İnsanlar, çocukluğuna dair bir şeyler anlatırken hep en komik anılarını hatırlar ve paylaşır ya işte ben onlardan biri değilim! Çocukluğuma dair bir şeyler hatırlamaya başladığımda genelde hep zorlanmalarım aklıma gelir. Korkularımı, kaygılarımı çocukluğumla birlikte büyütüp bu yaşıma kadar getirdiğim için sanırım hatıralarımda da güzel şeylerden çok derinlerden bir şeyler gelir. Ancak ilginç ki bu hatıralar beni aşağı çekmez, kötü hissettirmez, aksine garip bir güç hissettirir. Yanlış anlaşılmasın, acıdan beslenen biri değilim hatta bundan hiç hoşlanmam. Ancak sınırlarımın ve zorlanmalarımın farkında olmak bana her zaman iyi gelir. Bunlardan korkuyordum ama bunlarla baş edebildim hissi günün sonunda bana kocaman bir huzur getirir.
Sizi beni kendi sınırlarıma, korkularıma götüren Melis Sena Yılmaz ile tanıştıracağım bugün. Bu genç ve kalemi, kurgusu kuvvetli yazarımızın bize anlatacakları var.
Melis Sena Yılmaz ile ikinci romanı Mayısın Üçüncü Haftası üzerine gerçekleştirdiğimiz röportajı okumaya davetlisiniz.
Mayısın Üçüncü Haftası ikinci romanınız. Gizemli bir macera romanı olarak nitelendirebileceğimiz bu romanın nasıl ortaya çıktığını konuşarak röportajımızı açalım istiyorum. Bu hikâyenin kaynağı nedir, nasıl bir çalışmanın ardından okurlarla buluştu?
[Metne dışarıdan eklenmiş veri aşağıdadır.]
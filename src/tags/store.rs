use crate::core::{BaseError, Result, Value, ValueMap};

/// Tag name -> tag value.
pub type TagMap = ValueMap;

/// Tag names are flat strings. Colon segments (`backend:parallel`) are a
/// naming convention only and are never split.
pub fn validate_tag_name(name: &str) -> Result<()> {
    if name.is_empty() || name.chars().any(char::is_whitespace) {
        return Err(BaseError::InvalidTagName(name.to_string()));
    }
    Ok(())
}

/// Layers `overlay` on top of `base`; overlay wins on key collision.
pub fn merge_tags(base: &TagMap, overlay: &TagMap) -> TagMap {
    let mut merged = base.clone();
    merged.extend(overlay.iter().map(|(k, v)| (k.clone(), v.clone())));
    merged
}

/// Looks a tag up in an already resolved tag map.
pub fn lookup_tag(
    tags: &TagMap,
    name: &str,
    default: Option<Value>,
    raise_error: bool,
) -> Result<Value> {
    match tags.get(name) {
        Some(value) => Ok(value.clone()),
        None if raise_error => Err(BaseError::UnknownTag(name.to_string())),
        None => Ok(default.unwrap_or(Value::Null)),
    }
}

#[cfg(test)]
mod tests {
    use super::*;
    use crate::values;

    #[test]
    fn test_merge_overlay_wins() {
        let base = values! { "x" => 1, "y" => 2 };
        let overlay = values! { "y" => 3, "z" => 4 };
        let merged = merge_tags(&base, &overlay);
        assert_eq!(merged, values! { "x" => 1, "y" => 3, "z" => 4 });
    }

    #[test]
    fn test_lookup_default_and_error() {
        let tags = values! { "x" => 1 };
        assert_eq!(lookup_tag(&tags, "x", None, true).unwrap(), Value::Int(1));
        assert_eq!(
            lookup_tag(&tags, "missing", Some(Value::from("d")), false).unwrap(),
            Value::from("d")
        );
        assert_eq!(lookup_tag(&tags, "missing", None, false).unwrap(), Value::Null);
        assert!(matches!(
            lookup_tag(&tags, "missing", Some(Value::Int(0)), true),
            Err(BaseError::UnknownTag(name)) if name == "missing"
        ));
    }

    #[test]
    fn test_tag_name_validation() {
        assert!(validate_tag_name("backend:parallel:params").is_ok());
        assert!(validate_tag_name("").is_err());
        assert!(validate_tag_name("has space").is_err());
    }
}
Açıkçası kafamdaki iki fikrin birleşmesinden doğdu diyebilirim. Bir süredir “canavara dönüşmeme mücadelesi”ni anlatan bir hikâye yazmak istiyordum. Bu hikâyenin bir adada geçmesi, kapalı alan polisiyelerine bayıldığım için çok heyecan verici bir ihtimaldi. Bozcaada’nın zengin tarihi de benim için bulunmaz nimetti; çünkü deniz canavarının kimliğine ve ipuçlarına dair tasarılarımda, genel anlamda hikâye akışında adanın geçmişi büyük rol oynadı.
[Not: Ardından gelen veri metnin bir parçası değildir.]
//! Deprecation diagnostics for aliased tags.
//!
//! Notices are never errors. Each one is logged through the `log` facade
//! under the `estibase::deprecation` target and handed to every capture
//! scope active on the current thread.

use std::cell::RefCell;
use std::fmt;

pub const DEPRECATION_TARGET: &str = "estibase::deprecation";

/// A deprecated tag was read or written.
#[derive(Debug, Clone, PartialEq, Eq)]
pub struct DeprecationNotice {
    pub tag: String,
    pub version: String,
    pub replacement: Option<String>,
}

impl fmt::Display for DeprecationNotice {
    fn fmt(&self, f: &mut fmt::Formatter<'_>) -> fmt::Result {
        write!(f, "tag '{}' will be removed in version {}", self.tag, self.version)?;
        match &self.replacement {
            Some(new_tag) => write!(
                f,
                " and replaced by '{new_tag}', please use '{new_tag}' instead"
            ),
            None => write!(
                f,
                ", please remove code that accesses or sets '{}'",
                self.tag
            ),
        }
    }
}

thread_local! {
    static CAPTURE_STACK: RefCell<Vec<Vec<DeprecationNotice>>> = const { RefCell::new(Vec::new()) };
}

pub(crate) fn emit(notice: DeprecationNotice) {
    log::warn!(target: DEPRECATION_TARGET, "{notice}");
    CAPTURE_STACK.with(|stack| {
        for scope in stack.borrow_mut().iter_mut() {
            scope.push(notice.clone());
        }
    });
}

struct CaptureGuard {
    depth: usize,
}

impl Drop for CaptureGuard {
    fn drop(&mut self) {
        CAPTURE_STACK.with(|stack| stack.borrow_mut().truncate(self.depth));
    }
}

/// Runs `f` and returns every deprecation notice emitted on this thread
/// while it ran. Scopes nest; an outer scope also sees inner notices.
pub fn capture_deprecations<R>(f: impl FnOnce() -> R) -> (R, Vec<DeprecationNotice>) {
    let depth = CAPTURE_STACK.with(|stack| {
        let mut stack = stack.borrow_mut();
        stack.push(Vec::new());
        stack.len() - 1
    });
    let guard = CaptureGuard { depth };
    let result = f();
    let notices = CAPTURE_STACK.with(|stack| {
        stack
            .borrow_mut()
            .get_mut(depth)
            .map(std::mem::take)
            .unwrap_or_default()
    });
    drop(guard);
    (result, notices)
}

#[cfg(test)]
mod tests {
    use super::*;

    fn notice(tag: &str) -> DeprecationNotice {
        DeprecationNotice {
            tag: tag.to_string(),
            version: "2.0.0".to_string(),
            replacement: Some("new_tag".to_string()),
        }
    }

    #[test]
    fn test_message_with_replacement() {
        let msg = notice("old_tag").to_string();
        assert!(msg.contains("'old_tag'"));
        assert!(msg.contains("2.0.0"));
        assert!(msg.contains("please use 'new_tag' instead"));
    }

    #[test]
    fn test_message_for_removed_tag() {
        let removed = DeprecationNotice {
            tag: "gone".to_string(),
            version: "1.5".to_string(),
            replacement: None,
        };
        assert_eq!(
            removed.to_string(),
            "tag 'gone' will be removed in version 1.5, please remove code that accesses or sets 'gone'"
        );
    }

    #[test]
    fn test_nested_capture_scopes() {
        let ((), outer) = capture_deprecations(|| {
            emit(notice("a"));
            let ((), inner) = capture_deprecations(|| emit(notice("b")));
            assert_eq!(inner.len(), 1);
            assert_eq!(inner[0].tag, "b");
        });
        assert_eq!(outer.len(), 2);
    }

    #[test]
    fn test_no_capture_outside_scope() {
        emit(notice("ignored"));
        let ((), captured) = capture_deprecations(|| ());
        assert!(captured.is_empty());
    }
}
Cenk Bozcaada’ya gider gitmez yüzmek istiyor ancak herkes ona yüzemeyeceğini, mayısın üçüncü haftası denizden uzak durması gerektiğini söylüyor. Tam da bu noktada çocukluk döneminde yaşadığım korkular aklıma geldi. Bu tarz bir hikâye oluştururken çocuklara hitap ettiğiniz için çekindiğiniz ya da kararsız kaldığınız bir an oldu mu?
Aksine, çocuk edebiyatında korkunun, bilinmeyen maceralara atılmanın çok değerli olduğunu düşünüyorum; çünkü bu romanlarda kahramanlar korkup kaçmak yerine savaşıyor ve kazanıyor. Bazı korkuların anlamsız olduğunu; bazılarınınsa yerinde fakat aşılabilir olduğunu görüyor. Söylemesi yapmasından kolay olsa da korkuları yok saymak yerine onları tanımak ve üzerine gitmek gerekiyor; Cenk de tam anlamıyla bunu yapıyor.
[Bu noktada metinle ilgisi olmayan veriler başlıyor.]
//! Shared fixture classes for the integration tests.
#![allow(dead_code)]

use estibase::prelude::*;
use estibase::{BaseError, FromParams, Result};
use lazy_static::lazy_static;

lazy_static! {
    pub static ref FOO_CLASS: ObjectClass = ObjectClass::builder("Foo")
        .extends(&BASE_OBJECT)
        .tag("x", 1)
        .constructor::<Foo>()
        .build();
    pub static ref BAR_CLASS: ObjectClass = ObjectClass::builder("Bar")
        .extends(&FOO_CLASS)
        .tag("y", 2)
        .constructor::<Bar>()
        .build();
    pub static ref ALIASED_CLASS: ObjectClass = ObjectClass::builder("Aliased")
        .extends(&BASE_OBJECT)
        .tag("new_tag", "default")
        .aliases(
            AliasTable::new()
                .rename("old_tag", "new_tag", "2.0.0")
                .remove("legacy_flag", "1.5.0"),
        )
        .constructor::<Aliased>()
        .build();
    pub static ref FORECASTER_CLASS: ObjectClass = ObjectClass::builder("MeanForecaster")
        .extends(&BASE_ESTIMATOR)
        .tag("requires_fh", false)
        .constructor::<MeanForecaster>()
        .build();
    pub static ref PIPELINE_CLASS: ObjectClass = ObjectClass::builder("ScaledPipeline")
        .extends(&BASE_ESTIMATOR)
        .tag("is_composite", true)
        .constructor::<ScaledPipeline>()
        .build();
}

#[derive(Debug, BaseObject)]
#[base_object(class = FOO_CLASS)]
pub struct Foo {
    #[param(default = 1)]
    pub a: i64,
    #[param(default = "mean".to_string())]
    pub strategy: String,
    #[overrides]
    overrides: Overrides,
}

#[derive(Debug, BaseObject)]
#[base_object(class = BAR_CLASS, test_params = bar_test_params)]
pub struct Bar {
    #[param]
    pub values: Vec<i64>,
    #[param(default = 0.5)]
    pub b: f64,
    #[overrides]
    overrides: Overrides,
}

fn bar_test_params() -> Vec<ValueMap> {
    vec![values! { "values" => vec![1, 2, 3] }]
}

#[derive(Debug, BaseObject)]
#[base_object(class = ALIASED_CLASS, init = Aliased::init)]
pub struct Aliased {
    #[param(default)]
    pub level: i64,
    #[overrides]
    overrides: Overrides,
}

impl Aliased {
    fn init(&mut self) -> Result<()> {
        self.set_tags(values! { "constructed" => true })?;
        Ok(())
    }
}

#[derive(Debug, BaseObject)]
#[base_object(class = FORECASTER_CLASS, estimator, test_params = forecaster_test_params)]
pub struct MeanForecaster {
    #[param(default = 3)]
    pub window: u32,
    #[param(default)]
    pub random_state: Option<i64>,
    #[fitted]
    pub mean_: Option<f64>,
    #[fitted]
    pub history_: Option<Vec<f64>>,
    #[overrides]
    overrides: Overrides,
}

fn forecaster_test_params() -> Vec<ValueMap> {
    vec![
        values! { "window" => 2 },
        values! { "window" => 5, "random_state" => 42 },
    ]
}

impl MeanForecaster {
    pub fn fit(&mut self, y: &[f64]) -> Result<&mut Self> {
        let window = (self.window as usize).min(y.len()).max(1);
        let tail = &y[y.len().saturating_sub(window)..];
        self.mean_ = Some(tail.iter().sum::<f64>() / tail.len() as f64);
        self.history_ = Some(y.to_vec());
        Ok(self)
    }

    pub fn predict(&self) -> Result<f64> {
        self.check_is_fitted()?;
        Ok(self.mean_.unwrap_or_default())
    }
}

fn default_forecaster() -> ObjectRef {
    ObjectRef::new(MeanForecaster::from_params(ValueMap::new()).unwrap())
}

#[derive(Debug, BaseObject)]
#[base_object(class = PIPELINE_CLASS, estimator)]
pub struct ScaledPipeline {
    #[param(default = default_forecaster())]
    pub forecaster: ObjectRef,
    #[param(default = 1.0)]
    pub scale: f64,
    #[param(default)]
    pub random_state: Option<i64>,
    #[fitted]
    pub forecaster_: Option<ObjectRef>,
    #[overrides]
    overrides: Overrides,
    fit_calls: usize,
}

impl ScaledPipeline {
    pub fn fit(&mut self, y: &[f64]) -> Result<&mut Self> {
        let scaled: Vec<f64> = y.iter().map(|v| v * self.scale).collect();
        let template = self
            .forecaster
            .downcast_ref::<MeanForecaster>()
            .ok_or_else(|| BaseError::TypeMismatch("expected MeanForecaster".to_string()))?;
        let mut inner = template.clone_object()?;
        inner.fit(&scaled)?;
        self.forecaster_ = Some(ObjectRef::new(inner));
        self.fit_calls += 1;
        Ok(self)
    }

    pub fn fit_calls(&self) -> usize {
        self.fit_calls
    }
}

pub fn fitted_forecaster() -> MeanForecaster {
    let mut forecaster = MeanForecaster::from_params(values! { "window" => 2 }).unwrap();
    forecaster.fit(&[1.0, 2.0, 0.1 + 0.2]).unwrap();
    forecaster
}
Canavarlar, toplumsal inançlar, tekerlemeler kurgunuzda karşılaştığımız özelliklerden birkaçı. Bir yazarın kaleminin özgürlüğü, sınırsızlığı da konuşulmalı bence. İki çocuk romanına imza atmış bir yazar olarak yazarın anlatım özellikleri sizce nasıl olmalı, dili nasıl kullanmalıdır? Bir yazarın otosansür uygulamadan yazabilmesi için nelere ihtiyacı vardır?
Son sorunun cevabı her yazar için farklıdır sanıyorum. Ben çareyi otosansürü ertelemekte buldum. “Önce bir yazayım da sonra keser biçerim” diyorum. Sayfaya döktüklerim ancak ben paylaşmayı seçersem başkalarıyla buluşacak, kendime bunu hatırlatınca otosansüre gerek kalmıyor.
Ben hikâyelerimde sürükleyiciliği önemsiyorum, binlerce dikkat dağıtıcı unsurun olduğu bir ortamda çocukların maceraya devam etmesini nasıl sağlayabilirim; bunun üzerine kafa yoruyorum. Dil kullanımı da buna göre şekilleniyor; yalın bir üslubun maceranın temposunu korumaya yaradığını düşünüyorum.
Romanda “canavarlaşma”ya dair özel bir vurgunuz var. Canavarlaşmanın hayatımız, deneyimlerimiz neticesinde hareketlerimizde görünebilecek somut eylemler şeklinde görünebileceğini ya da ruhen canavarlaşabileceğimizi düşünerek bir okur algısı yanlışlığı mı yaşıyorum?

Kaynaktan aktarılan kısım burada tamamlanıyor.